Things that especially resonated were things like "its general meaning — in the field of higher consciousness — is a lengthy and profound absence of light and hope. In the dark night you feel profoundly alone" and "You’ve experienced indications of the reality of higher consciousness and yearn to be more deeply in communion with it. You see the principles of a higher power at work in your life. Yet, all in all, you find yourself somehow painfully on the outside. You feel caught between your old way of living, your old tendencies and associations, and this nebulous, unreachable realm of higher consciousness." Really, the entire thing, which you can read if you like. When I read it, I felt exposed, like a bug pinned to a board while still alive.

image from Twilight Realm: A Tarot of Faery

And I'm still in the middle of this, nowhere near the end.

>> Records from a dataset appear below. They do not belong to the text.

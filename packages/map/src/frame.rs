//! Render model: everything one frame of the map shows, in screen space.
//!
//! A [`MapFrame`] is produced by [`crate::MapView::frame`] and consumed by
//! [`crate::svg::render`]. It is also serializable so a browser host can
//! draw it itself.

use std::fmt::Write as _;

use bakery_map_enrich::FailureKind;
use bakery_map_geography::normalize::to_multipolygon;
use bakery_map_stock_models::{StockStatus, policy::LegendEntry};
use geo::{LineString, MultiPolygon};
use serde::Serialize;

use crate::{config::DisplayMode, popup::PopupView, projection::Projection, state::StatusFilter};

/// Paint for one region.
#[derive(Debug, Clone, PartialEq, Serialize)]
#[serde(rename_all = "camelCase")]
pub struct RegionPaint {
    /// Region code.
    pub code: String,
    /// Region name, shown in the tooltip.
    pub name: String,
    /// Derived status, regardless of the filter.
    pub status: StockStatus,
    /// Fill color after the filter is applied.
    pub fill: &'static str,
    /// Whether the active filter hides this region's color.
    pub filtered_out: bool,
    /// Whether this is the selected region.
    pub selected: bool,
    /// SVG path data in screen coordinates. Empty without geometry.
    pub path: String,
    /// Attention marker at the centroid.
    #[serde(skip_serializing_if = "Option::is_none")]
    pub marker: Option<Marker>,
}

/// Pulsing marker drawn over regions that need attention.
#[derive(Debug, Clone, Copy, PartialEq, Serialize)]
#[serde(rename_all = "camelCase")]
pub struct Marker {
    /// Screen x.
    pub x: f64,
    /// Screen y.
    pub y: f64,
    /// Marker color.
    pub color: &'static str,
}

/// One status filter button.
#[derive(Debug, Clone, PartialEq, Eq, Serialize)]
#[serde(rename_all = "camelCase")]
pub struct FilterButton {
    /// Filter applied by the button.
    pub filter: StatusFilter,
    /// Button label.
    pub label: &'static str,
    /// Whether this filter is the active one.
    pub active: bool,
}

/// Zoom, reset and filter controls.
#[derive(Debug, Clone, PartialEq, Eq, Serialize)]
#[serde(rename_all = "camelCase")]
pub struct Controls {
    /// Zoom-in is possible.
    pub can_zoom_in: bool,
    /// Zoom-out is possible.
    pub can_zoom_out: bool,
    /// Filter buttons, "all" first.
    pub filters: Vec<FilterButton>,
}

/// Hover tooltip.
#[derive(Debug, Clone, PartialEq, Serialize)]
#[serde(rename_all = "camelCase")]
pub struct Tooltip {
    /// Pointer x.
    pub x: f64,
    /// Pointer y.
    pub y: f64,
    /// Region name.
    pub text: String,
}

/// Banner shown after a failed refresh.
#[derive(Debug, Clone, PartialEq, Eq, Serialize)]
#[serde(rename_all = "camelCase")]
pub struct Notice {
    /// Failure classification.
    pub kind: FailureKind,
    /// Banner text.
    pub message: &'static str,
    /// Label of the retry button.
    pub retry_label: &'static str,
}

impl Notice {
    /// The banner for a failure of `kind`.
    #[must_use]
    pub const fn for_failure(kind: FailureKind) -> Self {
        let message = match kind {
            FailureKind::StatisticsUnavailable => {
                "No se pudieron actualizar las estadísticas. Se muestran los últimos datos."
            }
            FailureKind::MapUnavailable => "Mapa no disponible.",
        };
        Self {
            kind,
            message,
            retry_label: "Reintentar",
        }
    }
}

/// One complete frame.
#[derive(Debug, Clone, PartialEq, Serialize)]
#[serde(rename_all = "camelCase")]
pub struct MapFrame {
    /// Viewport width in pixels.
    pub width: u32,
    /// Viewport height in pixels.
    pub height: u32,
    /// Interactive or display-only.
    pub mode: DisplayMode,
    /// Current zoom level.
    pub zoom: f64,
    /// Current center as `[lon, lat]`.
    pub center: [f64; 2],
    /// Active status filter.
    pub status_filter: StatusFilter,
    /// Region paint in document order.
    pub regions: Vec<RegionPaint>,
    /// Legend rows.
    pub legend: Vec<LegendEntry>,
    /// Controls, interactive mode only.
    #[serde(skip_serializing_if = "Option::is_none")]
    pub controls: Option<Controls>,
    /// Popup for the selected region, interactive mode only.
    #[serde(skip_serializing_if = "Option::is_none")]
    pub popup: Option<PopupView>,
    /// Hover tooltip.
    #[serde(skip_serializing_if = "Option::is_none")]
    pub tooltip: Option<Tooltip>,
    /// Refresh failure banner.
    #[serde(skip_serializing_if = "Option::is_none")]
    pub notice: Option<Notice>,
}

impl MapFrame {
    /// Paint of the region with `code`.
    #[must_use]
    pub fn region(&self, code: &str) -> Option<&RegionPaint> {
        self.regions.iter().find(|r| r.code == code)
    }
}

/// Filter buttons for every status, "all" first.
pub(crate) fn filter_buttons(active: StatusFilter) -> Vec<FilterButton> {
    std::iter::once((StatusFilter::All, "Todos"))
        .chain(
            StockStatus::all()
                .iter()
                .map(|&s| (StatusFilter::Only(s), bakery_map_stock_models::policy::label(s))),
        )
        .map(|(filter, label)| FilterButton {
            filter,
            label,
            active: filter == active,
        })
        .collect()
}

/// SVG path data for a `GeoJSON` geometry under `projection`.
pub(crate) fn path_data(geometry: Option<&geojson::Geometry>, projection: &Projection) -> String {
    let Some(polygons) = geometry.and_then(to_multipolygon) else {
        return String::new();
    };
    multipolygon_path(&polygons, projection)
}

fn multipolygon_path(polygons: &MultiPolygon<f64>, projection: &Projection) -> String {
    let mut path = String::new();
    for polygon in polygons {
        ring_path(&mut path, polygon.exterior(), projection);
        for interior in polygon.interiors() {
            ring_path(&mut path, interior, projection);
        }
    }
    path
}

fn ring_path(path: &mut String, ring: &LineString<f64>, projection: &Projection) {
    for (i, coord) in ring.coords().enumerate() {
        let (x, y) = projection.project(coord.x, coord.y);
        let command = if i == 0 { 'M' } else { 'L' };
        let _ = write!(path, "{command}{x:.1},{y:.1}");
    }
    if !ring.0.is_empty() {
        path.push('Z');
    }
}

#[cfg(test)]
mod tests {
    use super::*;

    #[test]
    fn filter_buttons_mark_active() {
        let buttons = filter_buttons(StatusFilter::Only(StockStatus::Critical));
        assert_eq!(buttons.len(), StockStatus::all().len() + 1);
        assert_eq!(buttons[0].filter, StatusFilter::All);
        let active: Vec<_> = buttons.iter().filter(|b| b.active).collect();
        assert_eq!(active.len(), 1);
        assert_eq!(active[0].label, "Crítico");
    }

    #[test]
    fn square_path_has_one_closed_ring() {
        let ring = vec![
            vec![-76.0, -12.0],
            vec![-75.0, -12.0],
            vec![-75.0, -11.0],
            vec![-76.0, -11.0],
            vec![-76.0, -12.0],
        ];
        let geometry = geojson::Geometry::new(geojson::Value::Polygon(vec![ring]));
        let projection = Projection::new([-75.5, -11.5], 1000.0, 600.0, 800.0);
        let path = path_data(Some(&geometry), &projection);
        assert!(path.starts_with('M'));
        assert_eq!(path.matches('Z').count(), 1);
        assert_eq!(path.matches('L').count(), 4);
    }

    #[test]
    fn missing_geometry_has_empty_path() {
        let projection = Projection::new([0.0, 0.0], 1.0, 10.0, 10.0);
        assert!(path_data(None, &projection).is_empty());
    }

    #[test]
    fn notice_distinguishes_failures() {
        let stale = Notice::for_failure(FailureKind::StatisticsUnavailable);
        let down = Notice::for_failure(FailureKind::MapUnavailable);
        assert_ne!(stale.message, down.message);
        assert_eq!(down.retry_label, "Reintentar");
    }
}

I'm still having the struggle with surrender, with ego. I don't know where I'm going to end up, and that is really fucking frightening. Most of my best friends first connected with me via spiritual practice. What happens if that goes away? And what if I do end up in a Christian practice? Are they going to feel the same sense of unease that I did when my friends moved in that direction? Will they stop talking to me?

I don't know. But I know I can't stay in this place of in-between. Something has to give. And it doesn't even have to be a move to another category. It will likely be a category all it's own, and to me, that's the marker of real spirituality anyway. To have connected in an individual way, and yet still be able to be in community. So I may be checking out a few Christian churches here locally. And maybe I'll find one that feels like it can be home to this bisexual, earth-worshipping feminist who still loves her some Irish myth and views it as equally as useful as Christian myth. We'll see.

For now, it's scary out here, but I'm going to keep my light held high. I no longer feel like I need to hold the light for anyone else, but I surely need to hold it for myself.